Banc d’Arguin

Banc d'Arguin is a World Heritage Site and was established as a National Park in Mauritania in 1976. It is located on the western fringe of the Sahara, and accounts for more than one third of Mauritania’s entire coastline. It is one of the richest fishing grounds in the world, owing to the upwelling of cold, nutrient-rich waters.

The park’s has an area of 1,200,00 ha which includes marine, land areas and islands. The wetlands are composed of extensive, shallow marine areas, scattered islands, intertidal sand banks, mudflats, channels, creeks and mangrove forest. The mudflats support vast beds of seagrass housing mollusks and crustaceans and are important high-tide feeding or nursery areas for commercially-important deep sea fish.

Banc d’Arguin was designated a Ramsar Wetland of International Importance in 1982. The Park is home to 1500 fishermen and their families who use traditional fishing methods for a livelihood.

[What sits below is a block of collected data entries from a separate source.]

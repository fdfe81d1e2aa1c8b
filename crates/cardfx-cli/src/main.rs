//! cardfx: run card artwork through the processing pipeline from the
//! command line.
//!
//! Each input image becomes one job on the orchestrator. Stage progress
//! is reported on stderr; the final job statuses are printed on stdout,
//! either as a short report or as JSON.
//!
//! # Usage
//!
//! ```text
//! cargo run --release --bin cardfx -- [OPTIONS] <IMAGES>...
//! ```
//!
//! Set `RUST_LOG=debug` for per-stage pipeline logging.

#![allow(clippy::print_stdout, clippy::print_stderr)]

use std::path::{Path, PathBuf};
use std::process::ExitCode;
use std::time::Duration;

use cardfx_jobs::{JobEvent, JobState, JobStatus, Orchestrator, StageResult};
use cardfx_pipeline::annotate::annotate;
use cardfx_pipeline::decode::{decode_rgba, encode_png};
use cardfx_pipeline::{
    AspectRatio, EnhancementOptions, FilterKind, FilterOptions, HexColor, PipelineConfig,
    ResizeFilter, StageKind,
};
use clap::{Parser, ValueEnum};
use tokio::sync::broadcast;
use tokio::sync::broadcast::error::RecvError;

/// Trading card image processing: subject detection, smart crop,
/// filters and enhancements.
#[derive(Parser)]
#[command(name = "cardfx", version)]
struct Cli {
    /// Input images (PNG, JPEG, BMP, WebP).
    #[arg(required = true)]
    images: Vec<PathBuf>,

    /// Target crop aspect ratio, as `w:h`, `w/h` or a plain ratio.
    #[arg(long, default_value = "2.5:3.5")]
    aspect_ratio: AspectRatio,

    /// Keep the full frame instead of cropping to the best suggestion.
    #[arg(long)]
    no_crop: bool,

    /// Filter effect to apply after cropping.
    #[arg(long, value_enum)]
    filter: Option<Filter>,

    /// Filter strength (0.0-1.0).
    #[arg(long, default_value_t = 1.0)]
    intensity: f32,

    /// Tint for the team-colors filter (`#RRGGBB`, `RRGGBB` or `#RGB`).
    #[arg(long)]
    team_color: Option<HexColor>,

    /// Brightness adjustment (-100 to 100).
    #[arg(long, default_value_t = 0.0, allow_hyphen_values = true)]
    brightness: f32,

    /// Contrast adjustment (-100 to 100).
    #[arg(long, default_value_t = 0.0, allow_hyphen_values = true)]
    contrast: f32,

    /// Saturation adjustment (-100 to 100).
    #[arg(long, default_value_t = 0.0, allow_hyphen_values = true)]
    saturation: f32,

    /// Sharpen the processed image.
    #[arg(long)]
    sharpen: bool,

    /// Correct dark or flat images from their brightness histogram.
    #[arg(long)]
    auto_enhance: bool,

    /// Stages to run, comma separated (preview, process, thumbnail).
    #[arg(long, value_delimiter = ',')]
    stages: Vec<StageKind>,

    /// Preview size (longest side in pixels).
    #[arg(long, default_value_t = PipelineConfig::DEFAULT_PREVIEW_MAX_DIMENSION)]
    preview_size: u32,

    /// Thumbnail size (longest side in pixels).
    #[arg(long, default_value_t = PipelineConfig::DEFAULT_THUMBNAIL_MAX_DIMENSION)]
    thumbnail_size: u32,

    /// Resampling filter for previews and thumbnails.
    #[arg(long, value_enum, default_value_t = Resample::Triangle)]
    resize_filter: Resample,

    /// Full pipeline config as a JSON string.
    ///
    /// When provided, all other pipeline parameter flags are ignored.
    /// The JSON must be a valid `PipelineConfig` serialization.
    #[arg(long)]
    config_json: Option<String>,

    /// Directory to write preview, processed and thumbnail PNGs into.
    #[arg(long)]
    out_dir: Option<PathBuf>,

    /// Also write the source with detections and crop suggestions drawn on.
    #[arg(long, requires = "out_dir")]
    annotate: bool,

    /// Print final job statuses as JSON instead of a report.
    #[arg(long)]
    json: bool,

    /// Abort every job still running after this many milliseconds.
    #[arg(long)]
    abort_after_ms: Option<u64>,
}

/// Filter effect selection.
#[derive(Clone, Copy, ValueEnum)]
enum Filter {
    Vintage,
    Sepia,
    BlackAndWhite,
    TeamColors,
    Hdr,
    Dramatic,
    Soft,
    Vivid,
}

impl From<Filter> for FilterKind {
    fn from(f: Filter) -> Self {
        match f {
            Filter::Vintage => Self::Vintage,
            Filter::Sepia => Self::Sepia,
            Filter::BlackAndWhite => Self::BlackAndWhite,
            Filter::TeamColors => Self::TeamColors,
            Filter::Hdr => Self::Hdr,
            Filter::Dramatic => Self::Dramatic,
            Filter::Soft => Self::Soft,
            Filter::Vivid => Self::Vivid,
        }
    }
}

/// Resampling filter selection.
#[derive(Clone, Copy, ValueEnum)]
enum Resample {
    /// Nearest-neighbor (fastest, blocky).
    Nearest,
    /// Bilinear interpolation (fast, decent quality).
    Triangle,
    /// Bicubic Catmull-Rom (moderate, good quality).
    CatmullRom,
    /// Gaussian (moderate, smooth).
    Gaussian,
    /// Lanczos with 3 lobes (slowest, sharpest).
    Lanczos3,
}

impl From<Resample> for ResizeFilter {
    fn from(r: Resample) -> Self {
        match r {
            Resample::Nearest => Self::Nearest,
            Resample::Triangle => Self::Triangle,
            Resample::CatmullRom => Self::CatmullRom,
            Resample::Gaussian => Self::Gaussian,
            Resample::Lanczos3 => Self::Lanczos3,
        }
    }
}

/// Build a [`PipelineConfig`] from CLI arguments.
///
/// If `--config-json` is provided, the JSON is parsed directly and all
/// individual parameter flags are ignored.
fn config_from_cli(cli: &Cli) -> Result<PipelineConfig, String> {
    if let Some(ref json) = cli.config_json {
        return serde_json::from_str(json).map_err(|e| format!("Error parsing --config-json: {e}"));
    }

    let filter = cli.filter.map(|f| {
        let options = FilterOptions::new(f.into()).with_intensity(cli.intensity);
        match cli.team_color {
            Some(color) => options.with_team_color(color),
            None => options,
        }
    });

    Ok(PipelineConfig {
        stages: if cli.stages.is_empty() {
            StageKind::DEFAULT_ORDER.to_vec()
        } else {
            cli.stages.clone()
        },
        aspect_ratio: Some(cli.aspect_ratio),
        apply_crop: !cli.no_crop,
        filter,
        enhancements: EnhancementOptions {
            brightness: cli.brightness,
            contrast: cli.contrast,
            saturation: cli.saturation,
            sharpen: cli.sharpen,
            auto_enhance: cli.auto_enhance,
        },
        preview_max_dimension: cli.preview_size,
        thumbnail_max_dimension: cli.thumbnail_size,
        resize_filter: cli.resize_filter.into(),
        ..PipelineConfig::default()
    })
}

#[tokio::main]
async fn main() -> ExitCode {
    env_logger::Builder::from_env(env_logger::Env::default().default_filter_or("warn")).init();
    let cli = Cli::parse();

    let config = match config_from_cli(&cli) {
        Ok(c) => c,
        Err(msg) => {
            eprintln!("{msg}");
            return ExitCode::FAILURE;
        }
    };

    let mut inputs = Vec::with_capacity(cli.images.len());
    for path in &cli.images {
        match std::fs::read(path) {
            Ok(bytes) => inputs.push(bytes),
            Err(e) => {
                eprintln!("Error reading {}: {e}", path.display());
                return ExitCode::FAILURE;
            }
        }
    }

    let orchestrator = Orchestrator::new();
    let progress = tokio::spawn(report_progress(orchestrator.subscribe()));

    let ids = match orchestrator.start_batch(inputs, &config).await {
        Ok(ids) => ids,
        Err(e) => {
            eprintln!("Error starting jobs: {e}");
            return ExitCode::FAILURE;
        }
    };

    if let Some(ms) = cli.abort_after_ms {
        let orchestrator = orchestrator.clone();
        let ids = ids.clone();
        tokio::spawn(async move {
            tokio::time::sleep(Duration::from_millis(ms)).await;
            for id in ids {
                if orchestrator.abort_job(id) {
                    eprintln!("{id}: aborted after {ms} ms");
                }
            }
        });
    }

    let mut statuses = Vec::with_capacity(ids.len());
    for id in &ids {
        match orchestrator.wait_for(*id).await {
            Some(status) => statuses.push(status),
            None => {
                eprintln!("{id}: disappeared before finishing");
                return ExitCode::FAILURE;
            }
        }
    }
    progress.abort();

    if let Some(ref dir) = cli.out_dir {
        if let Err(e) = std::fs::create_dir_all(dir) {
            eprintln!("Error creating {}: {e}", dir.display());
            return ExitCode::FAILURE;
        }
        for (path, status) in cli.images.iter().zip(&statuses) {
            write_artifacts(&orchestrator, dir, path, status);
            if cli.annotate {
                write_annotated(dir, path, status);
            }
        }
    }

    if cli.json {
        match serde_json::to_string_pretty(&statuses) {
            Ok(json) => println!("{json}"),
            Err(e) => {
                eprintln!("Error serializing statuses: {e}");
                return ExitCode::FAILURE;
            }
        }
    } else {
        for (path, status) in cli.images.iter().zip(&statuses) {
            print_report(path, status);
        }
    }

    if statuses.iter().all(|s| s.state == JobState::Completed) {
        ExitCode::SUCCESS
    } else {
        ExitCode::FAILURE
    }
}

/// Print stage transitions on stderr until the channel closes.
async fn report_progress(mut events: broadcast::Receiver<JobEvent>) {
    loop {
        match events.recv().await {
            Ok(JobEvent::StageStarted { id, index, name }) => {
                eprintln!("{id}: [{index}] {name} ...");
            }
            Ok(JobEvent::StageCompleted {
                id, name, duration, ..
            }) => {
                eprintln!("{id}: {name} done in {duration:.2?}");
            }
            Ok(JobEvent::Failed { id, index, error }) => {
                eprintln!("{id}: stage {index} failed: {error}");
            }
            Ok(JobEvent::Completed { id }) => eprintln!("{id}: completed"),
            Ok(_) => {}
            Err(RecvError::Lagged(n)) => {
                log::debug!("progress reporter skipped {n} event(s)");
            }
            Err(RecvError::Closed) => break,
        }
    }
}

fn file_stem(path: &Path) -> &str {
    path.file_stem()
        .and_then(|s| s.to_str())
        .unwrap_or("image")
}

/// Write every live artifact of a job as `<stem>-<name>.png`.
fn write_artifacts(orchestrator: &Orchestrator, dir: &Path, path: &Path, status: &JobStatus) {
    let stem = file_stem(path);
    for stage in &status.stages {
        let named: Vec<(&str, &str)> = match &stage.result {
            Some(StageResult::Preview {
                preview_url,
                placeholder_url,
                ..
            }) => vec![
                ("preview", preview_url.as_str()),
                ("placeholder", placeholder_url.as_str()),
            ],
            Some(StageResult::Processed { processed_url, .. }) => {
                vec![("processed", processed_url.as_str())]
            }
            Some(StageResult::Thumbnail { thumbnail_url, .. }) => {
                vec![("thumbnail", thumbnail_url.as_str())]
            }
            None => Vec::new(),
        };
        for (name, url) in named {
            let Some(artifact) = orchestrator.artifact(url) else {
                continue;
            };
            let out = dir.join(format!("{stem}-{name}.png"));
            match std::fs::write(&out, &artifact.bytes) {
                Ok(()) => eprintln!(
                    "Wrote {} ({}, {} bytes)",
                    out.display(),
                    artifact.dimensions,
                    artifact.bytes.len(),
                ),
                Err(e) => eprintln!("Error writing {}: {e}", out.display()),
            }
        }
    }
}

/// Write the source image with detections and crop suggestions drawn on.
fn write_annotated(dir: &Path, path: &Path, status: &JobStatus) {
    let Some(report) = &status.metadata else {
        return;
    };
    let source = match std::fs::read(path).map_err(|e| e.to_string()).and_then(|bytes| {
        decode_rgba(&bytes).map_err(|e| e.to_string())
    }) {
        Ok(decoded) => decoded.pixels,
        Err(e) => {
            eprintln!("Error re-reading {}: {e}", path.display());
            return;
        }
    };
    let overlay = annotate(&source, &report.regions, &report.suggestions);
    let out = dir.join(format!("{}-annotated.png", file_stem(path)));
    match encode_png(&overlay).map_err(|e| e.to_string()).and_then(|png| {
        std::fs::write(&out, png).map_err(|e| e.to_string())
    }) {
        Ok(()) => eprintln!("Wrote {}", out.display()),
        Err(e) => eprintln!("Error writing {}: {e}", out.display()),
    }
}

/// Human-readable summary of one finished job.
fn print_report(path: &Path, status: &JobStatus) {
    println!(
        "{} ({}): {:?}, {:.0}%",
        path.display(),
        status.id,
        status.state,
        status.overall_progress() * 100.0,
    );
    for stage in &status.stages {
        let duration = stage
            .duration
            .map_or_else(String::new, |d| format!(" in {d:.2?}"));
        println!(
            "  {:<20} {:?} {:>3}%{duration}",
            stage.name, stage.status, stage.progress
        );
        if let Some(ref error) = stage.error {
            println!("    error: {error}");
        }
    }
    if let Some(ref report) = status.metadata {
        println!("  source:     {}", report.original);
        println!("  processed:  {}", report.processed);
        for region in &report.regions {
            println!(
                "  region:     {:?} at ({}, {}) {}x{} confidence {:.2}",
                region.kind, region.x, region.y, region.width, region.height, region.confidence,
            );
        }
        if let Some(best) = report.suggestions.first() {
            println!(
                "  best crop:  {} {:.0}x{:.0} at ({:.0}, {:.0}) confidence {:.2}",
                best.rule, best.width, best.height, best.x, best.y, best.confidence,
            );
        }
        if let Some(ref correction) = report.auto_correction {
            println!(
                "  auto:       brightness {:+} contrast {:+}",
                correction.brightness, correction.contrast,
            );
        }
    }
}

Large flocks of shorebirds forage at low tide and over two million flock to the park’s mudflats between September and March.. It is home to more than 40,000 pairs of nesting birds including several species of terns, cormorants, pink flamingos, endemic grey herons, endemic spoonbills, white pelicans, slender bill gulls.

Other notable fauna include a variety of marine mammals, marine turtles, and an endangered seal species. The marine life includes fishes, marine mammals and sea turtles, shellfish.

Salt tolerant grasses grow along the coast, and in the desert are typical Saharan plants, bushes and trees. Plants include more than 200 species.

Drought and poaching have almost eradicated the larger mammal species (Oryx, Gazelles, Ostriches). Desert rodents and reptiles are seasonal visitors. There is a small population of Dorcas Gazelles on Tidra Island.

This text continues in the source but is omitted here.